Isolation and characterization of BEN, a member of the TFII-I family of DNA-binding proteins containing distinct helix-loop-helix domains - PubMed (original) (raw)
Isolation and characterization of BEN, a member of the TFII-I family of DNA-binding proteins containing distinct helix-loop-helix domains
D Bayarsaihan et al. Proc Natl Acad Sci U S A. 2000.
Abstract
The transcriptional regulation of the Hoxc8 gene is controlled during early mouse embryogenesis by an enhanceosome-like control region, termed the early enhancer (EE), located 3 kb upstream from the Hoxc8 translation start site. The EE is involved in establishing the posterior expression pattern of Hoxc8 at embryonic day (E) 8.5-9. 0. Genetic and biochemical data have shown that nuclear factors interact with this region in a sequence-specific manner.

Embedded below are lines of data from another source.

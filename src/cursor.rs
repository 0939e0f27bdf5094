//! Bounds-checked cursor over a caller-owned byte buffer.
//!
//! The cursor advances through the buffer byte-by-byte. End-of-buffer is
//! detected by comparing the position against the buffer length -- there is
//! no sentinel termination, because the buffer belongs to the transport
//! layer and arbitrary-block payloads may legally contain any byte value,
//! including `0x00`.
//!
//! # Backtracking
//!
//! The cursor is [`Copy`]. A detector snapshots the cursor before a
//! speculative attempt and assigns the snapshot back to roll the attempt
//! out. All rollback in this crate goes through snapshots; the position
//! never moves backward any other way.
//!
//! # Streaming
//!
//! The position is an offset, not a pointer, so a caller can extend the
//! buffer (more bytes arrived on the link) and rebuild a cursor at a
//! previously observed offset to retry an incomplete token.

/// Bounds-checked, copyable cursor over a borrowed byte buffer.
///
/// Created via [`Cursor::new`] (offset 0) or [`Cursor::at`] (resume at a
/// saved offset).
///
/// # Invariant
///
/// `pos <= buf.len()` at all times. `pos == buf.len()` is the
/// end-of-buffer state.
#[derive(Clone, Copy, Debug)]
pub struct Cursor<'a> {
    /// Caller-owned input buffer. Never mutated, never copied.
    buf: &'a [u8],
    /// Current read position (byte index into `buf`).
    pos: usize,
}

/// Size assertion: Cursor should be <= 24 bytes on 64-bit platforms.
/// &[u8] = 16 (fat pointer), usize = 8 => 24 bytes.
const _: () = assert!(std::mem::size_of::<Cursor<'static>>() <= 24);

impl<'a> Cursor<'a> {
    /// Create a cursor at position 0.
    pub fn new(buf: &'a [u8]) -> Self {
        Self { buf, pos: 0 }
    }

    /// Create a cursor at a previously observed offset.
    ///
    /// # Contract
    ///
    /// `pos <= buf.len()`. Used to resume scanning after the caller has
    /// appended bytes to its buffer.
    pub fn at(buf: &'a [u8], pos: usize) -> Self {
        debug_assert!(pos <= buf.len(), "cursor offset {pos} exceeds buffer length");
        Self {
            buf,
            pos: pos.min(buf.len()),
        }
    }

    /// Returns the byte at the current position, or `0x00` at end-of-buffer.
    ///
    /// `0x00` is a legal buffer byte, so callers pair this with
    /// [`is_eos()`](Self::is_eos) exactly where the distinction matters.
    #[inline]
    pub fn current(&self) -> u8 {
        self.buf.get(self.pos).copied().unwrap_or(0)
    }

    /// Returns the byte one position ahead of current, or `0x00` past the end.
    #[inline]
    pub fn peek(&self) -> u8 {
        self.buf.get(self.pos + 1).copied().unwrap_or(0)
    }

    /// Returns `true` if the cursor has consumed the whole buffer.
    #[inline]
    pub fn is_eos(&self) -> bool {
        self.pos >= self.buf.len()
    }

    /// Returns `true` if the current byte exists and equals `byte`.
    #[inline]
    pub fn is_at(&self, byte: u8) -> bool {
        !self.is_eos() && self.buf[self.pos] == byte
    }

    /// Advance the cursor by one byte.
    #[inline]
    pub fn advance(&mut self) {
        debug_assert!(self.pos < self.buf.len(), "advance past end of buffer");
        self.pos += 1;
    }

    /// Advance the cursor by `n` bytes.
    #[inline]
    pub fn advance_n(&mut self, n: usize) {
        debug_assert!(self.pos + n <= self.buf.len(), "advance past end of buffer");
        self.pos += n;
    }

    /// Move the cursor to end-of-buffer.
    ///
    /// Used by detectors reporting an incomplete token: the whole buffer
    /// is treated as consumed so the caller can see "need more input" by
    /// comparing [`pos()`](Self::pos) against the buffer length.
    #[inline]
    pub fn seek_to_end(&mut self) {
        self.pos = self.buf.len();
    }

    /// Current byte offset into the buffer.
    #[inline]
    pub fn pos(&self) -> usize {
        self.pos
    }

    /// Length of the underlying buffer.
    #[inline]
    pub fn buffer_len(&self) -> usize {
        self.buf.len()
    }

    /// Number of bytes between the current position and end-of-buffer.
    #[inline]
    pub fn remaining(&self) -> usize {
        self.buf.len() - self.pos
    }

    /// Extract a sub-slice of the buffer.
    ///
    /// # Contract
    ///
    /// `start <= end <= buf.len()`. Guaranteed when both offsets come from
    /// the detectors' token boundary tracking.
    pub fn slice(&self, start: usize, end: usize) -> &'a [u8] {
        debug_assert!(start <= end, "slice start {start} exceeds end {end}");
        &self.buf[start..end]
    }

    /// Extract the bytes from `start` to the current position.
    pub fn slice_from(&self, start: usize) -> &'a [u8] {
        self.slice(start, self.pos)
    }

    /// The unscanned remainder of the buffer.
    #[inline]
    pub fn rest(&self) -> &'a [u8] {
        &self.buf[self.pos..]
    }

    /// Advance while `pred` returns `true` for the current byte.
    /// Returns the number of bytes consumed.
    #[inline]
    pub fn eat_while(&mut self, pred: impl Fn(u8) -> bool) -> usize {
        let start = self.pos;
        while self.pos < self.buf.len() && pred(self.buf[self.pos]) {
            self.pos += 1;
        }
        self.pos - start
    }
}

#[cfg(test)]
mod tests {
    use super::*;

    // === Basic Navigation ===

    #[test]
    fn current_returns_first_byte() {
        let cursor = Cursor::new(b"abc");
        assert_eq!(cursor.current(), b'a');
    }

    #[test]
    fn advance_moves_forward() {
        let mut cursor = Cursor::new(b"abc");
        cursor.advance();
        assert_eq!(cursor.current(), b'b');
        assert_eq!(cursor.pos(), 1);
    }

    #[test]
    fn advance_n_moves_multiple() {
        let mut cursor = Cursor::new(b"abcdef");
        cursor.advance_n(3);
        assert_eq!(cursor.current(), b'd');
        assert_eq!(cursor.pos(), 3);
    }

    #[test]
    fn advance_through_entire_buffer() {
        let mut cursor = Cursor::new(b"hi");
        assert_eq!(cursor.current(), b'h');
        cursor.advance();
        assert_eq!(cursor.current(), b'i');
        cursor.advance();
        assert!(cursor.is_eos());
    }

    #[test]
    fn at_resumes_from_offset() {
        let cursor = Cursor::at(b"abcdef", 4);
        assert_eq!(cursor.pos(), 4);
        assert_eq!(cursor.current(), b'e');
    }

    // === End-of-buffer ===

    #[test]
    fn is_eos_on_empty_buffer() {
        let cursor = Cursor::new(b"");
        assert!(cursor.is_eos());
        assert_eq!(cursor.current(), 0);
    }

    #[test]
    fn current_at_end_returns_zero() {
        let mut cursor = Cursor::new(b"x");
        cursor.advance();
        assert!(cursor.is_eos());
        assert_eq!(cursor.current(), 0);
    }

    #[test]
    fn interior_null_is_not_eos() {
        let mut cursor = Cursor::new(b"a\0b");
        cursor.advance();
        assert_eq!(cursor.current(), 0);
        assert!(!cursor.is_eos());
        cursor.advance();
        assert_eq!(cursor.current(), b'b');
    }

    #[test]
    fn peek_returns_next_byte() {
        let cursor = Cursor::new(b"abc");
        assert_eq!(cursor.peek(), b'b');
    }

    #[test]
    fn peek_near_end_returns_zero() {
        let mut cursor = Cursor::new(b"ab");
        cursor.advance();
        assert_eq!(cursor.peek(), 0);
    }

    #[test]
    fn is_at_checks_current_byte() {
        let mut cursor = Cursor::new(b"x");
        assert!(cursor.is_at(b'x'));
        assert!(!cursor.is_at(b'y'));
        cursor.advance();
        assert!(!cursor.is_at(b'x'));
        assert!(!cursor.is_at(0));
    }

    // === Slice ===

    #[test]
    fn slice_extracts_byte_range() {
        let cursor = Cursor::new(b"hello world");
        assert_eq!(cursor.slice(0, 5), b"hello");
        assert_eq!(cursor.slice(6, 11), b"world");
    }

    #[test]
    fn slice_from_extracts_to_current() {
        let mut cursor = Cursor::new(b"abcdef");
        cursor.advance_n(3);
        assert_eq!(cursor.slice_from(0), b"abc");
        assert_eq!(cursor.slice_from(1), b"bc");
    }

    #[test]
    fn slice_empty_range() {
        let cursor = Cursor::new(b"hello");
        assert_eq!(cursor.slice(2, 2), b"");
    }

    #[test]
    fn rest_and_remaining() {
        let mut cursor = Cursor::new(b"abcdef");
        cursor.advance_n(2);
        assert_eq!(cursor.rest(), b"cdef");
        assert_eq!(cursor.remaining(), 4);
        assert_eq!(cursor.buffer_len(), 6);
    }

    // === eat_while ===

    #[test]
    fn eat_while_consumes_matching_bytes() {
        let mut cursor = Cursor::new(b"aaabbb");
        let n = cursor.eat_while(|b| b == b'a');
        assert_eq!(n, 3);
        assert_eq!(cursor.current(), b'b');
    }

    #[test]
    fn eat_while_stops_at_end() {
        let mut cursor = Cursor::new(b"aaa");
        let n = cursor.eat_while(|b| b == b'a');
        assert_eq!(n, 3);
        assert!(cursor.is_eos());
    }

    #[test]
    fn eat_while_no_match() {
        let mut cursor = Cursor::new(b"hello");
        let n = cursor.eat_while(|b| b == b'z');
        assert_eq!(n, 0);
        assert_eq!(cursor.pos(), 0);
    }

    #[test]
    fn eat_while_always_true_pred_is_bounded() {
        let mut cursor = Cursor::new(b"abc");
        let n = cursor.eat_while(|_| true);
        assert_eq!(n, 3);
        assert!(cursor.is_eos());
    }

    // === Copy Semantics ===

    #[test]
    fn cursor_is_copy_for_checkpointing() {
        let mut cursor = Cursor::new(b"abcdef");
        cursor.advance_n(2);

        // Snapshot via Copy
        let saved = cursor;

        // Advance original
        cursor.advance_n(3);
        assert_eq!(cursor.pos(), 5);

        // Restore
        cursor = saved;
        assert_eq!(cursor.pos(), 2);
        assert_eq!(cursor.current(), b'c');
    }

    #[test]
    fn seek_to_end_parks_cursor() {
        let mut cursor = Cursor::new(b"abc");
        cursor.seek_to_end();
        assert!(cursor.is_eos());
        assert_eq!(cursor.pos(), 3);
    }
}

We have used a yeast one-hybrid screen in a search for transcription factors that bind to EE motifs and have isolated a novel murine DNA-binding protein, termed BEN (binding factor for early enhancer). The ORF of BEN encodes a protein of 1072 amino acids and contains six helix-loop-helix domains, a hydrophobic leucine zipper-like motif, and a serine-rich repeat. The murine BEN gene is structurally similar to the human gene TFII-I in that both genes encode unique 95-amino acid long helix-loop/span-helix domains. The BEN gene produces several major transcripts (3.6, 4.4, and 5.9 kb) present in most adult tissues and shows discrete spatial and temporal domains of expression in areas of epithelial-mesenchymal interaction during mouse embryogenesis from E9.5 to E12.5. Several BEN-encoded polypeptides of different sizes ranging from 165 to 40 kDa were identified by Western blot analysis using BEN-specific polyclonal Abs. We propose, on the bases of sequence homology, that BEN is the mouse ortholog of the recently described human gene, WBSCR11, known also as GTF2IRD1, GTF3, Cream1, and MusTRD1. This gene is deleted hemizygously in individuals with Williams Syndrome, an autosomal dominant genetic condition characterized by complex physical, cognitive, and behavioral traits resulting from a perturbed developmental process.
Figures
Figure 1
Nucleotide, deduced amino acid sequence, and structural organization of BEN. (A) The nucleotide and amino acid sequence of BEN. The six HLH repeat domains are highlighted in black. The putative nuclear localization signal is double underlined and the serine-rich region is single underlined. The amino acid residues in the hydrophobic leucine-zipper motif are indicated by circles. The mRNA destabilization motif is marked by asterisks. Two polyadenylation-like sequences are marked by dots. (B) Domain organization of BEN. LZ, potential leucine zipper motif; R1–R6, HLH repeat domains; NLS, putative nuclear localization signal; and SR, serine-rich region.
Figure 2
Sequence alignments of BEN and TFII-I. (A) Amino acid sequence alignments of the HLH repeat domains of BEN and TFII-I (R1–R6). Conserved residues are highlighted with black, and consensus amino acid sequences are indicated below. (B) Alignment of the N-terminal 59-aa residues of BEN (amino acids 30–88) and TFII-I (amino acids 22–80).
Figure 3
BEN expression in mouse tissues. (A) BEN mRNA was detected by Northern blot analysis of mRNA from adult mouse tissues (2 μg per lane) with BEN cDNA probe. The positions of RNA molecular weight markers are shown on the left. (B) Immunodetection of the BEN protein in mouse tissues. Western blot analysis was performed with BEN-specific polyclonal Abs. Total cellular extracts were run on 7.5% SDS/PAGE gel and processed as described in Materials and Methods. The protein standards (Novagene) are shown on the left.
Figure 4
DNA-binding studies of BEN. (A) EMSA of the binding of in vitro translated BEN protein to the EFG probe. All lanes contain labeled EFG oligonucleotide and in vitro translated BEN protein. Lane 1, no competitor; lane 2 to 5 have 5-, 10-, 20-, and 40-fold excess of cold EFG oligonucleotide. (B) Southwestern blot analysis of BEN shows that affinity-purified His-tagged BEN binds the EFG sequence. The proteins purified on a nickel column were run on 10% SDS/PAGE and electroblotted to a nitrocellulose membrane. The filters were probed with labeled EFG (lane 1) or UCD (lane 2) oligonucleotides, respectively. The single band around 90 kDa is the truncated His-tagged BEN fusion protein.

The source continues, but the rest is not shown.